Modern science is only beginning to shed light on how our minds actually affect our bodies, but entrenched deep in our cultural mythology is a dangerous divide between the two, which are often pitted against one another as an either/or proposition. Even the starving artist trope — which, like a proper cliché, became a victim of its own semantic success — is predicated on the idea that one must sacrifice the body in order to manifest the mind and set free the creative soul, the mythic “spiritual electricity” of art.

Count on Rainer Maria Rilke — literary history’s high priest of metaphysics, a writer of breathtaking letters, and a wise advisor of the young — to bridge the two and compromise neither. In a 1921 letter to a young girl who had asked him for advice, found in the collection Letters of Rainer Maria Rilke: 1910–1926 (public library; public domain), 46-year-old Rilke writes:

I am not one of those who neglect the body in order to make of it a sacrificial offering for the soul, since my soul would thoroughly dislike being served in such a fashion.

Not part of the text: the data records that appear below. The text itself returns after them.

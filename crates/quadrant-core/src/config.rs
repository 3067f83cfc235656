use std::collections::HashMap;
use std::fs;
use std::path::{
  Path,
  PathBuf
};

use anyhow::{
  Context,
  anyhow
};
use quadrant_shared::Credentials;
use tracing::{
  debug,
  info,
  trace,
  warn
};

use crate::api::DEFAULT_SERVER_URL;

const RC_ENV_VAR: &str = "QUADRANTRC";
const PASSWORD_ENV_VAR: &str =
  "QUADRANT_PASSWORD";
const RC_FILE_NAME: &str =
  ".quadrantrc";

#[derive(Debug, Clone)]
pub struct Config {
  map: HashMap<String, String>,
  pub loaded_files: Vec<PathBuf>
}

impl Config {
  pub fn defaults() -> Self {
    let mut cfg = Config {
      map:          HashMap::new(),
      loaded_files: vec![]
    };

    for (key, value) in [
      ("server.url", DEFAULT_SERVER_URL),
      ("filter.pending", "all"),
      ("filter.done", "all"),
      ("color", "on"),
      ("confirm", "on")
    ] {
      cfg
        .map
        .insert(key.to_string(), value.to_string());
    }

    cfg
  }

  #[tracing::instrument(skip(
    rc_override
  ))]
  pub fn load(
    rc_override: Option<&Path>
  ) -> anyhow::Result<Self> {
    let mut cfg = Self::defaults();

    let rc = resolve_rc_path(rc_override)?;
    if let Some(path) = rc {
      info!(rc = %path.display(), "loading quadrantrc");
      cfg.load_file(
        &path,
        &mut Vec::new()
      )?;
    } else {
      debug!(
        "no quadrantrc found; using \
         defaults"
      );
    }

    Ok(cfg)
  }

  #[tracing::instrument(skip(
    self, overrides
  ))]
  pub fn apply_overrides<I>(
    &mut self,
    overrides: I
  ) where
    I: IntoIterator<
      Item = (String, String)
    >
  {
    for (k, v) in overrides {
      let key = k
        .strip_prefix("rc.")
        .unwrap_or(&k)
        .to_string();
      debug!(key = %key, "applying override");
      self.map.insert(key, v);
    }
  }

  pub fn get(
    &self,
    key: &str
  ) -> Option<String> {
    self.map.get(key).cloned()
  }

  pub fn get_bool(
    &self,
    key: &str
  ) -> Option<bool> {
    self
      .map
      .get(key)
      .map(|v| parse_bool(v))
  }

  /// Login credentials, if a username is
  /// configured. The password may come
  /// from the environment instead of the
  /// rc file.
  pub fn credentials(
    &self
  ) -> anyhow::Result<Option<Credentials>>
  {
    let Some(username) = self
      .get("auth.username")
      .filter(|u| !u.trim().is_empty())
    else {
      return Ok(None);
    };

    let password = self
      .get("auth.password")
      .or_else(|| {
        std::env::var(PASSWORD_ENV_VAR)
          .ok()
      })
      .ok_or_else(|| {
        anyhow!(
          "auth.username is set but no \
           password was configured \
           (auth.password or \
           {PASSWORD_ENV_VAR})"
        )
      })?;

    Ok(Some(Credentials {
      username: username
        .trim()
        .to_string(),
      password
    }))
  }

  /// `active` is the chain of files
  /// currently being read, outermost
  /// first.
  #[tracing::instrument(skip(
    self, active
  ))]
  fn load_file(
    &mut self,
    path: &Path,
    active: &mut Vec<PathBuf>
  ) -> anyhow::Result<()> {
    let path = expand_tilde(path);
    let text =
      fs::read_to_string(&path)
        .with_context(|| {
          format!(
            "failed to read {}",
            path.display()
          )
        })?;

    self
      .loaded_files
      .push(path.clone());
    active.push(identity(&path));

    let base_dir = path
      .parent()
      .map(|p| p.to_path_buf())
      .unwrap_or_else(|| {
        PathBuf::from(".")
      });

    for (line_num, raw_line) in
      text.lines().enumerate()
    {
      let mut line = raw_line.trim();
      if line.is_empty()
        || line.starts_with('#')
      {
        continue;
      }

      if let Some((before, _)) =
        line.split_once('#')
      {
        line = before.trim();
      }

      if line.is_empty() {
        continue;
      }

      if let Some(include_rest) =
        line.strip_prefix("include ")
      {
        let include_path =
          resolve_include_path(
            &base_dir,
            include_rest.trim()
          )?;
        debug!(
            file = %path.display(),
            include = %include_path.display(),
            line = line_num + 1,
            "processing include"
        );

        if active
          .contains(&identity(&include_path))
        {
          warn!(include = %include_path.display(), "include cycle; skipping");
        } else if include_path.exists() {
          self.load_file(
            &include_path,
            active
          )?;
        } else {
          warn!(include = %include_path.display(), "include file does not exist; skipping");
        }
        continue;
      }

      let (k, v) = line
        .split_once('=')
        .ok_or_else(|| {
          anyhow!(
            "invalid config line \
             {}:{}: {}",
            path.display(),
            line_num + 1,
            raw_line
          )
        })?;

      let key = k.trim().to_string();
      let value = v.trim().to_string();
      trace!(key = %key, "loaded config key");
      self.map.insert(key, value);
    }

    active.pop();
    Ok(())
  }
}

/// Where exports are written: the flag,
/// then `export.dir`, then the OS
/// download directory, then `.`.
pub fn resolve_export_dir(
  cfg: &Config,
  override_dir: Option<&Path>
) -> PathBuf {
  if let Some(path) = override_dir {
    return expand_tilde(path);
  }

  if let Some(cfg_value) =
    cfg.get("export.dir")
    && !cfg_value.trim().is_empty()
  {
    return expand_tilde(Path::new(
      cfg_value.trim()
    ));
  }

  dirs::download_dir()
    .unwrap_or_else(|| PathBuf::from("."))
}

#[tracing::instrument(skip(
  override_path
))]
fn resolve_rc_path(
  override_path: Option<&Path>
) -> anyhow::Result<Option<PathBuf>> {
  if let Some(path) = override_path {
    return Ok(Some(path.to_path_buf()));
  }

  if let Ok(rc_env) =
    std::env::var(RC_ENV_VAR)
  {
    if rc_env == "/dev/null" {
      return Ok(None);
    }
    return Ok(Some(PathBuf::from(
      rc_env
    )));
  }

  let Some(home) = dirs::home_dir()
  else {
    warn!(
      "cannot determine home \
       directory; skipping \
       quadrantrc"
    );
    return Ok(None);
  };
  let candidate = home.join(RC_FILE_NAME);
  if candidate.exists() {
    return Ok(Some(candidate));
  }

  Ok(None)
}

fn resolve_include_path(
  base_dir: &Path,
  include: &str
) -> anyhow::Result<PathBuf> {
  if include.trim().is_empty() {
    return Err(anyhow!(
      "include path cannot be empty"
    ));
  }

  let raw = PathBuf::from(include);
  let expanded = expand_tilde(&raw);
  if expanded.is_absolute() {
    Ok(expanded)
  } else {
    Ok(base_dir.join(expanded))
  }
}

fn identity(path: &Path) -> PathBuf {
  fs::canonicalize(path)
    .unwrap_or_else(|_| path.to_path_buf())
}

fn expand_tilde(
  path: &Path
) -> PathBuf {
  let text = path.to_string_lossy();
  if let Some(rest) =
    text.strip_prefix("~/")
    && let Some(home) = dirs::home_dir()
  {
    return home.join(rest);
  }
  path.to_path_buf()
}

fn parse_bool(s: &str) -> bool {
  matches!(
    s.trim()
      .to_ascii_lowercase()
      .as_str(),
    "1" | "y" | "yes" | "on" | "true"
  )
}

#[cfg(test)]
mod tests {
  use std::fs;
  use std::path::Path;

  use tempfile::tempdir;

  use super::{
    Config,
    resolve_export_dir
  };

  #[test]
  fn loads_rc_with_include_and_overrides()
  {
    let dir = tempdir().expect("tempdir");
    fs::write(
      dir.path().join("server.rc"),
      "server.url = http://tasks.local:8080\n"
    )
    .expect("write include");
    let rc = dir.path().join("main.rc");
    fs::write(
      &rc,
      "# quadrant settings\n\
       include server.rc\n\
       filter.pending=imp_urg  # start focused\n\
       color=off\n"
    )
    .expect("write rc");

    let mut cfg = Config::load(Some(&rc))
      .expect("load config");
    assert_eq!(cfg.loaded_files.len(), 2);
    assert_eq!(
      cfg.get("server.url").as_deref(),
      Some("http://tasks.local:8080")
    );
    assert_eq!(
      cfg.get("filter.pending").as_deref(),
      Some("imp_urg")
    );
    assert_eq!(
      cfg.get("filter.done").as_deref(),
      Some("all")
    );
    assert_eq!(
      cfg.get_bool("color"),
      Some(false)
    );

    cfg.apply_overrides([(
      "rc.color".to_string(),
      "on".to_string()
    )]);
    assert_eq!(
      cfg.get_bool("color"),
      Some(true)
    );
  }

  #[test]
  fn shared_includes_load_and_cycles_stop()
  {
    let dir = tempdir().expect("tempdir");
    fs::write(
      dir.path().join("common.rc"),
      "color=off\n"
    )
    .expect("write common");
    fs::write(
      dir.path().join("left.rc"),
      "include common.rc\n\
       filter.done=imp_urg\n"
    )
    .expect("write left");
    fs::write(
      dir.path().join("right.rc"),
      "include ./common.rc\n\
       include main.rc\n"
    )
    .expect("write right");
    let rc = dir.path().join("main.rc");
    fs::write(
      &rc,
      "include left.rc\n\
       include right.rc\n\
       confirm=off\n"
    )
    .expect("write rc");

    let cfg = Config::load(Some(&rc))
      .expect("load config");

    let common_loads = cfg
      .loaded_files
      .iter()
      .filter(|p| p.ends_with("common.rc"))
      .count();
    assert_eq!(common_loads, 2);
    assert_eq!(
      cfg
        .loaded_files
        .iter()
        .filter(|p| p.ends_with("main.rc"))
        .count(),
      1
    );
    assert_eq!(
      cfg.get_bool("color"),
      Some(false)
    );
    assert_eq!(
      cfg.get("filter.done").as_deref(),
      Some("imp_urg")
    );
    assert_eq!(
      cfg.get_bool("confirm"),
      Some(false)
    );
  }

  #[test]
  fn rejects_lines_without_equals() {
    let dir = tempdir().expect("tempdir");
    let rc = dir.path().join("bad.rc");
    fs::write(&rc, "just words\n")
      .expect("write rc");
    assert!(Config::load(Some(&rc)).is_err());
  }

  #[test]
  fn credentials_need_a_password() {
    let mut cfg = Config::defaults();
    assert!(
      cfg
        .credentials()
        .expect("no username")
        .is_none()
    );

    cfg.apply_overrides([
      (
        "auth.username".to_string(),
        "vicky".to_string()
      ),
      (
        "auth.password".to_string(),
        "password123".to_string()
      ),
    ]);
    let creds = cfg
      .credentials()
      .expect("credentials")
      .expect("configured");
    assert_eq!(creds.username, "vicky");
  }

  #[test]
  fn export_dir_prefers_flag_then_config()
  {
    let mut cfg = Config::defaults();
    cfg.apply_overrides([(
      "export.dir".to_string(),
      "/tmp/exports".to_string()
    )]);
    assert_eq!(
      resolve_export_dir(
        &cfg,
        Some(Path::new("/srv/out"))
      ),
      Path::new("/srv/out")
    );
    assert_eq!(
      resolve_export_dir(&cfg, None),
      Path::new("/tmp/exports")
    );
  }
}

All the soarings of my mind begin in my blood, for which reason I precede my work, through a pure and simple way of life that is free from irritants and stimulants, as with an introductory prelude, so that I cannot be deceived over the true spiritual joy that consists in a concord, happy and as if transfigured, with the whole of Nature.

[...]

If I look into my conscience I see but one law, relentlessly commanding: to lock myself into myself and in one stretch to end this task that was dictated to me at the very center of my heart. I am obeying. . . . I have no right whatever to change the direction of my will before I have ended the act of my sacrifice and my obedience.

Channeling the philosophy of the main character in his only novel, the semi-autobiographical The Notebooks of Malte Laurids Brigge, Rilke goes on to reflect on the essence of art:

You must, in order that it shall speak to you, take a thing during a certain time as the only one that exists, as the only phenomenon which through your diligent and exclusive love finds itself set down in the center of the universe. . . . Don’t be frightened at the expression “fate” … I call fate all external events (illnesses, for example, included) which can inevitably step in to interrupt and annihilate a disposition of mind and training that is by nature solitary. . . .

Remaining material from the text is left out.